There are two main symptoms of psychosis:

  • Hallucinations – where you hear, see and, in some cases, feel, smell or taste things that aren't there; a common example is hearing voices
  • Delusions – where you have strong beliefs that aren't shared by others; a common delusion is believing there is a conspiracy to harm you
A person who develops psychosis will have their own unique set of symptoms and experiences that are according to their particular circumstances. Other symptoms can include:

  • Feeling that you're being followed or your life is in danger
  • Muddled thinking and difficulty concentrating
  • A feeling that something outside yourself is controlling you
  • A feeling that time speeds up or slows down.

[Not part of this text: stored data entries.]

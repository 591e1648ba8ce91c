use async_trait::async_trait;
use crate::types::PublishTarget;
use crate::Result;

/// A file-hosting sink that can turn an uploaded file into a public link.
#[async_trait]
pub trait Publisher: Send + Sync {
    /// Short name used in logs
    fn name(&self) -> &str;

    /// Upload `bytes` under `path` (a file name, possibly with folders) and
    /// return the public download URL.
    async fn upload(&self, bytes: &[u8], path: &str, target: &PublishTarget) -> Result<String>;
}
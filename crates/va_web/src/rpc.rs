//! JSON-RPC 2.0 envelope and the MCP tool types carried inside it.

use serde::{Deserialize, Deserializer, Serialize, Serializer};
use serde_json::Value;
use thiserror::Error;

pub const MCP_PROTOCOL_VERSION: &str = "2024-11-05";
pub const JSONRPC_VERSION: &str = "2.0";

/// A request id: integer, string or null, transmitted as the bare JSON value.
#[derive(Debug, Clone, PartialEq, Eq)]
pub enum RequestId {
    Number(i64),
    String(String),
    Null,
}

impl Serialize for RequestId {
    fn serialize<S>(&self, serializer: S) -> Result<S::Ok, S::Error>
    where
        S: Serializer,
    {
        match self {
            RequestId::Number(n) => serializer.serialize_i64(*n),
            RequestId::String(s) => serializer.serialize_str(s),
            RequestId::Null => serializer.serialize_none(),
        }
    }
}

impl<'de> Deserialize<'de> for RequestId {
    fn deserialize<D>(deserializer: D) -> Result<Self, D::Error>
    where
        D: Deserializer<'de>,
    {
        match Value::deserialize(deserializer)? {
            Value::Number(n) => n
                .as_i64()
                .map(RequestId::Number)
                .ok_or_else(|| serde::de::Error::custom("request id number must be an integer")),
            Value::String(s) => Ok(RequestId::String(s)),
            Value::Null => Ok(RequestId::Null),
            _ => Err(serde::de::Error::custom(
                "request id must be a number, string, or null",
            )),
        }
    }
}

/// A request or a notification; notifications carry no `id`.
#[derive(Debug, Clone, Deserialize)]
pub struct IncomingMessage {
    pub jsonrpc: String,
    #[serde(default)]
    pub id: Option<RequestId>,
    pub method: String,
    #[serde(default)]
    pub params: Value,
}

impl IncomingMessage {
    pub fn is_notification(&self) -> bool {
        self.id.is_none()
    }
}

#[derive(Debug, Clone, Serialize, Deserialize)]
pub struct JsonRpcError {
    pub code: i64,
    pub message: String,
    #[serde(skip_serializing_if = "Option::is_none")]
    pub data: Option<Value>,
}

#[derive(Debug, Clone, Serialize, Deserialize)]
pub struct JsonRpcResponse {
    pub jsonrpc: String,
    pub id: RequestId,
    #[serde(skip_serializing_if = "Option::is_none")]
    pub result: Option<Value>,
    #[serde(skip_serializing_if = "Option::is_none")]
    pub error: Option<JsonRpcError>,
}

impl JsonRpcResponse {
    pub fn success(id: RequestId, result: Value) -> Self {
        Self {
            jsonrpc: JSONRPC_VERSION.to_string(),
            id,
            result: Some(result),
            error: None,
        }
    }

    pub fn failure(id: RequestId, err: RpcError) -> Self {
        Self {
            jsonrpc: JSONRPC_VERSION.to_string(),
            id,
            result: None,
            error: Some(JsonRpcError {
                code: err.code(),
                message: err.to_string(),
                data: None,
            }),
        }
    }
}

/// Protocol-level failures. Tool failures are reported inside a successful
/// response instead (see [`CallToolResult`]).
#[derive(Error, Debug)]
pub enum RpcError {
    #[error("Parse error: {0}")]
    Parse(String),

    #[error("Invalid request: {0}")]
    InvalidRequest(String),

    #[error("Method not found: {0}")]
    MethodNotFound(String),

    #[error("Invalid params: {0}")]
    InvalidParams(String),

    #[error("Internal error: {0}")]
    Internal(String),
}

impl RpcError {
    pub fn code(&self) -> i64 {
        match self {
            RpcError::Parse(_) => -32700,
            RpcError::InvalidRequest(_) => -32600,
            RpcError::MethodNotFound(_) => -32601,
            RpcError::InvalidParams(_) => -32602,
            RpcError::Internal(_) => -32603,
        }
    }
}

#[derive(Debug, Clone, Serialize, Deserialize)]
#[serde(rename_all = "camelCase")]
pub struct InitializeResult {
    pub protocol_version: String,
    pub capabilities: ServerCapabilities,
    pub server_info: ServerInfo,
}

#[derive(Debug, Clone, Serialize, Deserialize)]
pub struct ServerInfo {
    pub name: String,
    pub version: String,
}

#[derive(Debug, Clone, Default, Serialize, Deserialize)]
pub struct ServerCapabilities {
    #[serde(skip_serializing_if = "Option::is_none")]
    pub tools: Option<ToolsCapability>,
}

#[derive(Debug, Clone, Serialize, Deserialize)]
#[serde(rename_all = "camelCase")]
pub struct ToolsCapability {
    #[serde(skip_serializing_if = "Option::is_none")]
    pub list_changed: Option<bool>,
}

#[derive(Debug, Clone, Serialize, Deserialize)]
#[serde(rename_all = "camelCase")]
pub struct McpTool {
    pub name: String,
    #[serde(skip_serializing_if = "Option::is_none")]
    pub description: Option<String>,
    pub input_schema: Value,
}

#[derive(Debug, Clone, Serialize, Deserialize)]
pub struct ListToolsResult {
    pub tools: Vec<McpTool>,
}

#[derive(Debug, Clone, Serialize, Deserialize)]
pub struct CallToolParams {
    pub name: String,
    #[serde(default, skip_serializing_if = "Option::is_none")]
    pub arguments: Option<Value>,
}

/// Outcome of `tools/call`: a human-readable message plus the structured payload.
#[derive(Debug, Clone, Serialize, Deserialize)]
#[serde(rename_all = "camelCase")]
pub struct CallToolResult {
    pub content: Vec<ToolContent>,
    #[serde(skip_serializing_if = "Option::is_none")]
    pub structured_content: Option<Value>,
    #[serde(skip_serializing_if = "Option::is_none")]
    pub is_error: Option<bool>,
}

impl CallToolResult {
    pub fn ok(message: impl Into<String>, payload: Value) -> Self {
        Self {
            content: vec![ToolContent::Text {
                text: message.into(),
            }],
            structured_content: Some(payload),
            is_error: None,
        }
    }

    pub fn error(message: impl Into<String>, payload: Value) -> Self {
        Self {
            content: vec![ToolContent::Text {
                text: message.into(),
            }],
            structured_content: Some(payload),
            is_error: Some(true),
        }
    }
}

#[derive(Debug, Clone, Serialize, Deserialize)]
#[serde(tag = "type")]
pub enum ToolContent {
    #[serde(rename = "text")]
    Text { text: String },
}
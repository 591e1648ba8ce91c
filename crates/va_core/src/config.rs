use std::env;
use std::path::PathBuf;
use std::time::Duration;

pub const DEFAULT_TEMPLATE_PATH: &str = "templates/abstract.pptx";
pub const DEFAULT_OUTPUT_DIR: &str = "outputs";
pub const DEFAULT_BIND_ADDR: &str = "0.0.0.0:8000";
pub const DEFAULT_GITHUB_API_URL: &str = "https://api.github.com";

/// Process configuration, read from the environment.
#[derive(Debug, Clone)]
pub struct Config {
    pub template_path: PathBuf,
    pub output_dir: PathBuf,
    pub http_timeout: Duration,
    pub publish_timeout: Duration,
    pub bind_addr: String,
    pub github_api_url: String,
}

impl Default for Config {
    fn default() -> Self {
        Self {
            template_path: PathBuf::from(DEFAULT_TEMPLATE_PATH),
            output_dir: PathBuf::from(DEFAULT_OUTPUT_DIR),
            http_timeout: Duration::from_secs(25),
            publish_timeout: Duration::from_secs(60),
            bind_addr: DEFAULT_BIND_ADDR.to_string(),
            github_api_url: DEFAULT_GITHUB_API_URL.to_string(),
        }
    }
}

impl Config {
    pub fn from_env() -> Self {
        Self::from_lookup(|key| env::var(key).ok())
    }

    fn from_lookup(lookup: impl Fn(&str) -> Option<String>) -> Self {
        let defaults = Self::default();
        let secs = |key: &str, fallback: Duration| {
            lookup(key)
                .and_then(|v| v.trim().parse::<u64>().ok())
                .filter(|v| *v > 0)
                .map(Duration::from_secs)
                .unwrap_or(fallback)
        };

        Self {
            template_path: lookup("JAMA_TEMPLATE")
                .map(PathBuf::from)
                .unwrap_or(defaults.template_path),
            output_dir: lookup("OUTPUT_DIR")
                .map(PathBuf::from)
                .unwrap_or(defaults.output_dir),
            http_timeout: secs("VA_HTTP_TIMEOUT_SECS", defaults.http_timeout),
            publish_timeout: secs("VA_PUBLISH_TIMEOUT_SECS", defaults.publish_timeout),
            bind_addr: lookup("VA_BIND_ADDR").unwrap_or(defaults.bind_addr),
            github_api_url: lookup("GITHUB_API_URL").unwrap_or(defaults.github_api_url),
        }
    }

    pub fn uses_default_template(&self) -> bool {
        self.template_path == PathBuf::from(DEFAULT_TEMPLATE_PATH)
    }
}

Just because you are experiencing some of these symptoms, that doesn't mean you are affected by psychosis, but it's really important to get the support you need as quickly as you can. Because of its symptoms, psychosis can cause a significant change in behaviour and be very frightening – but it is treatable. A psychotic episode might happen just once, or it could be an ongoing problem that needs longer term treatment. Psychosis is usually treated using medications called anti-psychotics or neuroleptics, but there are also specialist teams who can provide support to help you.